[Collected data entries]
:::
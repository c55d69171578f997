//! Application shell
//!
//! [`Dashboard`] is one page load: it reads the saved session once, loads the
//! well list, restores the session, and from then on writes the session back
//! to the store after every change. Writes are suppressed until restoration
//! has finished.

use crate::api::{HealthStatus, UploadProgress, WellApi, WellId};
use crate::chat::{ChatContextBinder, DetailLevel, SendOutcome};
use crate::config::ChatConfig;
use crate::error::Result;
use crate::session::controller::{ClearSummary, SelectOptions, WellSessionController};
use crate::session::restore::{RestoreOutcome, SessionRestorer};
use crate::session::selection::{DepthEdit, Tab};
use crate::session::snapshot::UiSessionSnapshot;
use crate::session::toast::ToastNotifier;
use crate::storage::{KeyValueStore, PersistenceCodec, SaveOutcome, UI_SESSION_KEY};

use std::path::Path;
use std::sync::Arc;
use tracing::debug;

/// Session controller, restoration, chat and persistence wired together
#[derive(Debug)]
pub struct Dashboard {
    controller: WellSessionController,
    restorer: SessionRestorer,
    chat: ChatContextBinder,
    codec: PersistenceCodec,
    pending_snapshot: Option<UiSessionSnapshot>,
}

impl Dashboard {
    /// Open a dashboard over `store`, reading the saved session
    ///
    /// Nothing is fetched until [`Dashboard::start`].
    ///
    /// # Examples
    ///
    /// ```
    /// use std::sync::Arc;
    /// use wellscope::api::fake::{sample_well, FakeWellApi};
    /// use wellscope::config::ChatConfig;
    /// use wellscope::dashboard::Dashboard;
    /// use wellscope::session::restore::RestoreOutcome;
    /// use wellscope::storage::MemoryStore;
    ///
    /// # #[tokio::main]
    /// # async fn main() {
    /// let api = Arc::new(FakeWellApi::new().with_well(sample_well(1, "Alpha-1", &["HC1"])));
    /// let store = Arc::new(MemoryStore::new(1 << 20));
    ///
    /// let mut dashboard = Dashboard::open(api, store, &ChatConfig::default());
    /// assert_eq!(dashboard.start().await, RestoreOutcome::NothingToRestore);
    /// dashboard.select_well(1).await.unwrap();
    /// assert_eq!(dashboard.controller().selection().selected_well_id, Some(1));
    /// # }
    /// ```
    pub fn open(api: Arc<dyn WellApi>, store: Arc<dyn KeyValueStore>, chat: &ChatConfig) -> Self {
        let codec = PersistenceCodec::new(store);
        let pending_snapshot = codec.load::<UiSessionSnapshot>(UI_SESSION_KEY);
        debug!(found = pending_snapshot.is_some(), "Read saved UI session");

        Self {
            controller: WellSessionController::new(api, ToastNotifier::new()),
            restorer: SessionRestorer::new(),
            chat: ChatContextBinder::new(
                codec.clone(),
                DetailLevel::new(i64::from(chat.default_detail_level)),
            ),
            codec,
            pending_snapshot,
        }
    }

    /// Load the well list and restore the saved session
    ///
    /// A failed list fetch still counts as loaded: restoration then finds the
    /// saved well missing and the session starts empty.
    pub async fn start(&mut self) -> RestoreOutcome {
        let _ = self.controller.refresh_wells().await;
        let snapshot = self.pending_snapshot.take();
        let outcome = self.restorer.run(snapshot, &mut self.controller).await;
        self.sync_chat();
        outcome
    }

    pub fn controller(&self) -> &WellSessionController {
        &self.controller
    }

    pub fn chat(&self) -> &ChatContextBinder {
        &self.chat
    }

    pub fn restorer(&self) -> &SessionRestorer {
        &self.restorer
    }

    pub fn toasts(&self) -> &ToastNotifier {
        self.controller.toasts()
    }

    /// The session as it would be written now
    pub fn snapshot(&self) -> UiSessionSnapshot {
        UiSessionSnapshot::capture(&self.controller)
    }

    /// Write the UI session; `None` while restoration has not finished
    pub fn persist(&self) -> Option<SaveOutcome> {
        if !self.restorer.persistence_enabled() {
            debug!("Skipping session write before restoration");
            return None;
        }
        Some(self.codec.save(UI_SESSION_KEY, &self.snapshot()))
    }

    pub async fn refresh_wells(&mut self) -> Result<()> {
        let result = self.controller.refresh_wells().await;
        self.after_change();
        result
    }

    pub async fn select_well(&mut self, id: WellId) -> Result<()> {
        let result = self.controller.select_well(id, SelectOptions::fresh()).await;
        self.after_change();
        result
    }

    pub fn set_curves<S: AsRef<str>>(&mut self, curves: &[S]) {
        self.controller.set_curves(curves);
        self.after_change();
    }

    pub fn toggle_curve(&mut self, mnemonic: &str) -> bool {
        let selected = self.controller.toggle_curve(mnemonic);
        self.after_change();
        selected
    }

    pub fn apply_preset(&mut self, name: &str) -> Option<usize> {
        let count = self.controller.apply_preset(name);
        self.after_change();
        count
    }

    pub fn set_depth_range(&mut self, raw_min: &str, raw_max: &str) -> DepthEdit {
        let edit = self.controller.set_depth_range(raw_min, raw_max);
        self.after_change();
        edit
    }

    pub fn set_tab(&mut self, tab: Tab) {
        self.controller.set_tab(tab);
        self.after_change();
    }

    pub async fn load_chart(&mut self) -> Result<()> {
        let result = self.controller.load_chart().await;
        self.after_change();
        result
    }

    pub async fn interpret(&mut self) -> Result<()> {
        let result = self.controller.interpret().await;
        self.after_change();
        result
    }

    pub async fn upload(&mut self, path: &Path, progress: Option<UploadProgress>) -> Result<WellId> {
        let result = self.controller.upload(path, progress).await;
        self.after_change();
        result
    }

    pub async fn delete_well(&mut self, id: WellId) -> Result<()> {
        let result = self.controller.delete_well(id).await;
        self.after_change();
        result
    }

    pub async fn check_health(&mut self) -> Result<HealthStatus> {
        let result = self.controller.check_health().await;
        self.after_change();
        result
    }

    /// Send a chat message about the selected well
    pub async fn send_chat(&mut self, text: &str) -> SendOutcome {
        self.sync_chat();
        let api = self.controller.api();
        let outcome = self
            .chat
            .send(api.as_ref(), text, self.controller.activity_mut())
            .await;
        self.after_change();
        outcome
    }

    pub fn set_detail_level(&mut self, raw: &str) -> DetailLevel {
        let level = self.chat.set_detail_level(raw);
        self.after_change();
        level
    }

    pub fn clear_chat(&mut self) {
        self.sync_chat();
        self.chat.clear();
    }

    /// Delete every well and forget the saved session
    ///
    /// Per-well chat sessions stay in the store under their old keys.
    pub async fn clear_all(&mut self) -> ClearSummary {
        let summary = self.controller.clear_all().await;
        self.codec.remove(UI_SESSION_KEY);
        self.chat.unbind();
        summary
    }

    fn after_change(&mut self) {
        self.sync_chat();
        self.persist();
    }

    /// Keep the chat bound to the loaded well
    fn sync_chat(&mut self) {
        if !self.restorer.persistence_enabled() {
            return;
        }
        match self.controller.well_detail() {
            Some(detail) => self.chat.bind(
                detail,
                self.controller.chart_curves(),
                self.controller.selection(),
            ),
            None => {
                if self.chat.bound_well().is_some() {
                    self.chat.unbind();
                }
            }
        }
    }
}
:::
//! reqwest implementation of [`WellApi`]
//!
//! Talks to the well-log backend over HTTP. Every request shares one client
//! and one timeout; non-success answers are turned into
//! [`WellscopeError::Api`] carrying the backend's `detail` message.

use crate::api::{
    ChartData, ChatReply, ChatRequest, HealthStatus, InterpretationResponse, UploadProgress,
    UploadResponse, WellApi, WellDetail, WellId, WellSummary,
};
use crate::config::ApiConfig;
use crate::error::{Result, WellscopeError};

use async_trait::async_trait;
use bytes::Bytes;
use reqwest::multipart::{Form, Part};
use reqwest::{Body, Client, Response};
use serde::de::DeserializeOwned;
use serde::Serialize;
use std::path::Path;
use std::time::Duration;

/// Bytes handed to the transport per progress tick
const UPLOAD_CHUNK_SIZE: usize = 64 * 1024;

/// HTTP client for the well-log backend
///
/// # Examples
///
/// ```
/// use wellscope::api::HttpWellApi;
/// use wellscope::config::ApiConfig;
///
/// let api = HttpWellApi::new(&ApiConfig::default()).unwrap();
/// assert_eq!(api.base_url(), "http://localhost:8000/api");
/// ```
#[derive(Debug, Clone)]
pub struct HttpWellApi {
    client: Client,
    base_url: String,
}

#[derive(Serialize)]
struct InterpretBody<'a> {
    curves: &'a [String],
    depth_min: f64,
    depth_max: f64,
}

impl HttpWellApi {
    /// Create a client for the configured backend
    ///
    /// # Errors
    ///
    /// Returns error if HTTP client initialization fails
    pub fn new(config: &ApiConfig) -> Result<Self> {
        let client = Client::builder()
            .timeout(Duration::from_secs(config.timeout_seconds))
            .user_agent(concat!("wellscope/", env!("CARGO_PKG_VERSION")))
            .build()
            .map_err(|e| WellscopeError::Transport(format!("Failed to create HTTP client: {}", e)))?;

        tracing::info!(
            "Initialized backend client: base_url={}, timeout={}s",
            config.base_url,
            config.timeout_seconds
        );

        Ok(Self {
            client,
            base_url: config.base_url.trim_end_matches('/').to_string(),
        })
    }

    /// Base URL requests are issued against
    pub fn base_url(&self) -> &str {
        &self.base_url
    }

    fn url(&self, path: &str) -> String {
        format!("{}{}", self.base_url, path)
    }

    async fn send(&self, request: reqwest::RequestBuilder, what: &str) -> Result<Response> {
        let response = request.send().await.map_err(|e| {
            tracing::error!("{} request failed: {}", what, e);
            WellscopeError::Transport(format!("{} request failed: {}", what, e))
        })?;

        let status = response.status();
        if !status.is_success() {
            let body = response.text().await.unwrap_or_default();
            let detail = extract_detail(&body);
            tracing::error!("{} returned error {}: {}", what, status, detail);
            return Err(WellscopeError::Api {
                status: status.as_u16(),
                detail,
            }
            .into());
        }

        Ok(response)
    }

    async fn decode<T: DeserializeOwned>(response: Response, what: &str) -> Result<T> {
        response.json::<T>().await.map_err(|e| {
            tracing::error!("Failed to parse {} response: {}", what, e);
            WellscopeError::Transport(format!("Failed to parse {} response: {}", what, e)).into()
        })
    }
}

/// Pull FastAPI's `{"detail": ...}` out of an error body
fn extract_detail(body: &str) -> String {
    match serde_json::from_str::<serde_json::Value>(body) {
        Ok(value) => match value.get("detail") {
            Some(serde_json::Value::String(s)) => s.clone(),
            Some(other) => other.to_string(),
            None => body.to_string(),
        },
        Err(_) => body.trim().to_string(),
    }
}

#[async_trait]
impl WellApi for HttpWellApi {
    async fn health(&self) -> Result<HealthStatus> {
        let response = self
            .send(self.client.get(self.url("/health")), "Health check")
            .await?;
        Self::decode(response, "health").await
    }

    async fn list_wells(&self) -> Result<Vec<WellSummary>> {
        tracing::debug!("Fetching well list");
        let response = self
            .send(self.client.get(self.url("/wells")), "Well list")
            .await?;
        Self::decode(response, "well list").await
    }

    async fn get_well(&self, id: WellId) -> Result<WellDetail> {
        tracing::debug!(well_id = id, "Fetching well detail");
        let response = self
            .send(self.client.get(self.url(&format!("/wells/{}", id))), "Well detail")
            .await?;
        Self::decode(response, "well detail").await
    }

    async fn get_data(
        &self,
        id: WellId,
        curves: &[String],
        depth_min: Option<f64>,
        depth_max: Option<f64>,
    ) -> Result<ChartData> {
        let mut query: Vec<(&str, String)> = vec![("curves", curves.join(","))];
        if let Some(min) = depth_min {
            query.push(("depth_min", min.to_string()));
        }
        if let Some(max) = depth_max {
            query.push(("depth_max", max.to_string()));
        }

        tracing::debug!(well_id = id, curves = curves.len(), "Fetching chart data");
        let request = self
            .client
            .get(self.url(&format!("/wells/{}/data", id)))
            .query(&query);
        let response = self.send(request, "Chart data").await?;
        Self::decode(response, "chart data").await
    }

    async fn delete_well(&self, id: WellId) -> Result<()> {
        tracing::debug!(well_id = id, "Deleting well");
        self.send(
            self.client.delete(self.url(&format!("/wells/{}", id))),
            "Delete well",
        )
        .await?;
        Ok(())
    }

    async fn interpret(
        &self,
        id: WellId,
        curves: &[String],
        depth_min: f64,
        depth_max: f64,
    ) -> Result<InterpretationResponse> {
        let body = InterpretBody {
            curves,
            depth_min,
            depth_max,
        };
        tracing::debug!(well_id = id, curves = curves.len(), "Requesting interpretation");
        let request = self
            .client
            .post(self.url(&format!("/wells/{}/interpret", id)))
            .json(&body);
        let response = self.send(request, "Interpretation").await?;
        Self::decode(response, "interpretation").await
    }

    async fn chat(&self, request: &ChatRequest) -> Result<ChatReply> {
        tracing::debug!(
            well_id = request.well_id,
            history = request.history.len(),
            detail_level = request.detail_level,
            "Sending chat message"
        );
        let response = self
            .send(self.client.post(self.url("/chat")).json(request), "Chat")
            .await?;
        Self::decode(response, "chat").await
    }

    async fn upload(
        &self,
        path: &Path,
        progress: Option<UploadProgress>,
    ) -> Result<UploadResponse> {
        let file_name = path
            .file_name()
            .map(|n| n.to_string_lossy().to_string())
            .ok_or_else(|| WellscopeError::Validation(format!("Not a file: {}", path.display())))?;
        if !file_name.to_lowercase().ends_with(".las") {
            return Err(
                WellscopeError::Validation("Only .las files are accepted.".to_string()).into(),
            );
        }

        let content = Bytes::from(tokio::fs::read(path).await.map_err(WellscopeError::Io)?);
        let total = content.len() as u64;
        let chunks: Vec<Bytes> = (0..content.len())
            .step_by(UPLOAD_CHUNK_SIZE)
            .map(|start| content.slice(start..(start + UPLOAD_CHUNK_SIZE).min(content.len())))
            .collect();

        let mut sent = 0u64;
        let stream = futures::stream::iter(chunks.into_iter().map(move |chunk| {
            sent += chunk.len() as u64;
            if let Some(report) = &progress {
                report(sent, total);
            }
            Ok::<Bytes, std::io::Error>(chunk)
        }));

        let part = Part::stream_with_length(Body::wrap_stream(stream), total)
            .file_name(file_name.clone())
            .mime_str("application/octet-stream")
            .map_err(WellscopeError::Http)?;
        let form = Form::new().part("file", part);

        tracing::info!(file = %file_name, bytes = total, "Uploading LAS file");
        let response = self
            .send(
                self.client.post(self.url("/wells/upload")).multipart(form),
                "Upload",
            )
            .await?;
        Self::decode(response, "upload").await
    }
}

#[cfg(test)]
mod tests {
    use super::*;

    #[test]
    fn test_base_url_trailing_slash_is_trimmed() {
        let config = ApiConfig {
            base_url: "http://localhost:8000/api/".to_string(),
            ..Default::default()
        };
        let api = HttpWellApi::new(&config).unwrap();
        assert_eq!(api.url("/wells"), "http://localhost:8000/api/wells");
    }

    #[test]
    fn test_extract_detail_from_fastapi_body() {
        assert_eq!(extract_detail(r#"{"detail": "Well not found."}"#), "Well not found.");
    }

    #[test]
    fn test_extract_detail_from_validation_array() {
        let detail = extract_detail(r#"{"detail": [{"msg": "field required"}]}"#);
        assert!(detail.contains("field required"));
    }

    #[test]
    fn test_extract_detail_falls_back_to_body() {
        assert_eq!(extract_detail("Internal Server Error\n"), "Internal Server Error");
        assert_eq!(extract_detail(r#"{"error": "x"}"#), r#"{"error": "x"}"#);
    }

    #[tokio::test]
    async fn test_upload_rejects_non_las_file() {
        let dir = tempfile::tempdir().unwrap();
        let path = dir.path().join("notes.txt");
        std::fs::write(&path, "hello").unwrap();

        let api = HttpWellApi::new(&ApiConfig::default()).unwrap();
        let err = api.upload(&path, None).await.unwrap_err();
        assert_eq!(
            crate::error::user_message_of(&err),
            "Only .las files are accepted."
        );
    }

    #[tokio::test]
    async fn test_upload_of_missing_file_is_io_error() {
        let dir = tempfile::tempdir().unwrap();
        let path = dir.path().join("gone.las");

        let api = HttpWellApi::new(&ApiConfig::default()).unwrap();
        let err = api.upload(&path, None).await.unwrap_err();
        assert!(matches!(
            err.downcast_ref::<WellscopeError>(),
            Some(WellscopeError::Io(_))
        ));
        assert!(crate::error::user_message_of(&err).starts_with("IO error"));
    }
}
:::
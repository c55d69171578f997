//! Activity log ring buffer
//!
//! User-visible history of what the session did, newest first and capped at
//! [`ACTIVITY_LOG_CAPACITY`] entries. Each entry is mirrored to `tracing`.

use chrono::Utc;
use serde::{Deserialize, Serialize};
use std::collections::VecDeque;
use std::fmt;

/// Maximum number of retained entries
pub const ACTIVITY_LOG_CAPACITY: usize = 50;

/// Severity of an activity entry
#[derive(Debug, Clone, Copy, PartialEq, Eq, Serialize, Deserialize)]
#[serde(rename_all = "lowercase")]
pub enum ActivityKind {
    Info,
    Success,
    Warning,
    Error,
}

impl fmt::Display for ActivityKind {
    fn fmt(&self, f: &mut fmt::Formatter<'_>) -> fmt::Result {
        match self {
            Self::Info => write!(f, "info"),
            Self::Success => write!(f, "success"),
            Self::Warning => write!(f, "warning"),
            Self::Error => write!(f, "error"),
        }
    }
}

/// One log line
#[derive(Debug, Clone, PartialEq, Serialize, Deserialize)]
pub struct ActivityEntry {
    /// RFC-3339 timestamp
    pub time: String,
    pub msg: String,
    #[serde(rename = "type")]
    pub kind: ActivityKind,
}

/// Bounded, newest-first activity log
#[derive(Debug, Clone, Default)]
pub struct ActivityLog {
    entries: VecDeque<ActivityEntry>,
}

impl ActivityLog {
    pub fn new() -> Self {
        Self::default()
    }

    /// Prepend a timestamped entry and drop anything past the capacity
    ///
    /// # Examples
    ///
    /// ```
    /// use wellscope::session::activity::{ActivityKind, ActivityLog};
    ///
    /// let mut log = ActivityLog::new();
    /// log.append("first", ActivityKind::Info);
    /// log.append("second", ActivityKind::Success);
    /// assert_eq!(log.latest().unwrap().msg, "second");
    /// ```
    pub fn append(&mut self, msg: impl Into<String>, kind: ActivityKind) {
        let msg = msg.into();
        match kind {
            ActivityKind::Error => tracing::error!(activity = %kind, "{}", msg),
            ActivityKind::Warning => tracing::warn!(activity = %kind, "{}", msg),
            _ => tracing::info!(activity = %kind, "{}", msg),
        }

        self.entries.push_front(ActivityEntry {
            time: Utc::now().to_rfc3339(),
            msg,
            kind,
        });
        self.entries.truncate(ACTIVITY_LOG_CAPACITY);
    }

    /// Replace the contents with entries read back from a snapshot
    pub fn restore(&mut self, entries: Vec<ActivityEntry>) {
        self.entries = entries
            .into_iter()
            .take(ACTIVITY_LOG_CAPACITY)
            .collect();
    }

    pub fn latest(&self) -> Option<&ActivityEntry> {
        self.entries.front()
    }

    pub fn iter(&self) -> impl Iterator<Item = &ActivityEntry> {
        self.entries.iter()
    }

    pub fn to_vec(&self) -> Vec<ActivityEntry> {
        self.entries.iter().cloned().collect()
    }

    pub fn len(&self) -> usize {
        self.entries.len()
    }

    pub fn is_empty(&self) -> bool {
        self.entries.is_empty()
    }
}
:::
Task prompt: Your answer should consist of the lines above that hold the word "parse".

Solution below:
            tracing::error!("Failed to parse {} response: {}", what, e);
            WellscopeError::Transport(format!("Failed to parse {} response: {}", what, e)).into()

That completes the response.